> **The data**
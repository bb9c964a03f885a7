use std::sync::atomic::{AtomicBool, Ordering};

use parking_lot::Mutex;

use crate::simulation::id::Id;

/// Tracks which elements (nodes or links) hold work for an upcoming sweep.
///
/// Every element has an atomic flag, indexed by its internal id. Only the caller which flips the
/// flag from inactive to active inserts the element into the pending collection, so that an element
/// is contained at most once, no matter how many threads activate it concurrently.
///
/// The registry is shared via `Arc` between the engine owning the elements and everyone who may
/// activate them, e.g. sibling engines running on other threads.
#[derive(Debug)]
pub struct ActivationRegistry<T> {
    flags: Vec<AtomicBool>,
    pending: Mutex<Vec<Id<T>>>,
}

impl<T> ActivationRegistry<T> {
    pub fn new(size: usize) -> Self {
        ActivationRegistry {
            flags: (0..size).map(|_| AtomicBool::new(false)).collect(),
            pending: Mutex::new(Vec::new()),
        }
    }

    /// Marks the element as active. Returns true if this call inserted the element, false if it
    /// was active already or if the id does not belong to this registry.
    pub fn activate(&self, id: &Id<T>) -> bool {
        let Some(flag) = self.flags.get(id.index()) else {
            return false;
        };
        if flag.swap(true, Ordering::AcqRel) {
            return false;
        }
        self.pending.lock().push(id.clone());
        true
    }

    pub fn is_active(&self, id: &Id<T>) -> bool {
        self.flags
            .get(id.index())
            .is_some_and(|flag| flag.load(Ordering::Acquire))
    }

    /// Removes all active elements and returns them in ascending order of their internal ids.
    /// Elements activated while the result is processed are collected for the next drain.
    pub fn drain_active(&self) -> Vec<Id<T>> {
        let mut drained = {
            // flags are reset under the lock, so that a concurrent activation either finds its
            // element in this drain or pushes it for the next one
            let mut pending = self.pending.lock();
            for id in pending.iter() {
                self.flags[id.index()].store(false, Ordering::Release);
            }
            std::mem::take(&mut *pending)
        };
        drained.sort_unstable();
        drained
    }

    /// Number of active elements.
    pub fn len(&self) -> usize {
        self.pending.lock().len()
    }

    pub fn is_empty(&self) -> bool {
        self.pending.lock().is_empty()
    }

    /// Number of elements this registry can track.
    pub fn capacity(&self) -> usize {
        self.flags.len()
    }
}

> **How to complete this task**
Your answer should contain every entry, transcribed exactly.

> **Written reply**
repository bb9c964a03f885a7
use std::sync::atomic::{AtomicBool, Ordering};

use parking_lot::Mutex;

use crate::simulation::id::Id;

/// Tracks which elements (nodes or links) hold work for an upcoming sweep.
///
/// Every element has an atomic flag, indexed by its internal id. Only the caller which flips the
/// flag from inactive to active inserts the element into the pending collection, so that an element
/// is contained at most once, no matter how many threads activate it concurrently.
///
/// The registry is shared via `Arc` between the engine owning the elements and everyone who may
/// activate them, e.g. sibling engines running on other threads.
#[derive(Debug)]
pub struct ActivationRegistry<T> {
    flags: Vec<AtomicBool>,
    pending: Mutex<Vec<Id<T>>>,
}

impl<T> ActivationRegistry<T> {
    pub fn new(size: usize) -> Self {
        ActivationRegistry {
            flags: (0..size).map(|_| AtomicBool::new(false)).collect(),
            pending: Mutex::new(Vec::new()),
        }
    }

    /// Marks the element as active. Returns true if this call inserted the element, false if it
    /// was active already or if the id does not belong to this registry.
    pub fn activate(&self, id: &Id<T>) -> bool {
        let Some(flag) = self.flags.get(id.index()) else {
            return false;
        };
        if flag.swap(true, Ordering::AcqRel) {
            return false;
        }
        self.pending.lock().push(id.clone());
        true
    }

    pub fn is_active(&self, id: &Id<T>) -> bool {
        self.flags
            .get(id.index())
            .is_some_and(|flag| flag.load(Ordering::Acquire))
    }

    /// Removes all active elements and returns them in ascending order of their internal ids.
    /// Elements activated while the result is processed are collected for the next drain.
    pub fn drain_active(&self) -> Vec<Id<T>> {
        let mut drained = {
            // flags are reset under the lock, so that a concurrent activation either finds its
            // element in this drain or pushes it for the next one
            let mut pending = self.pending.lock();
            for id in pending.iter() {
                self.flags[id.index()].store(false, Ordering::Release);
            }
            std::mem::take(&mut *pending)
        };
        drained.sort_unstable();
        drained
    }

    /// Number of active elements.
    pub fn len(&self) -> usize {
        self.pending.lock().len()
    }

    pub fn is_empty(&self) -> bool {
        self.pending.lock().is_empty()
    }

    /// Number of elements this registry can track.
    pub fn capacity(&self) -> usize {
        self.flags.len()
    }
}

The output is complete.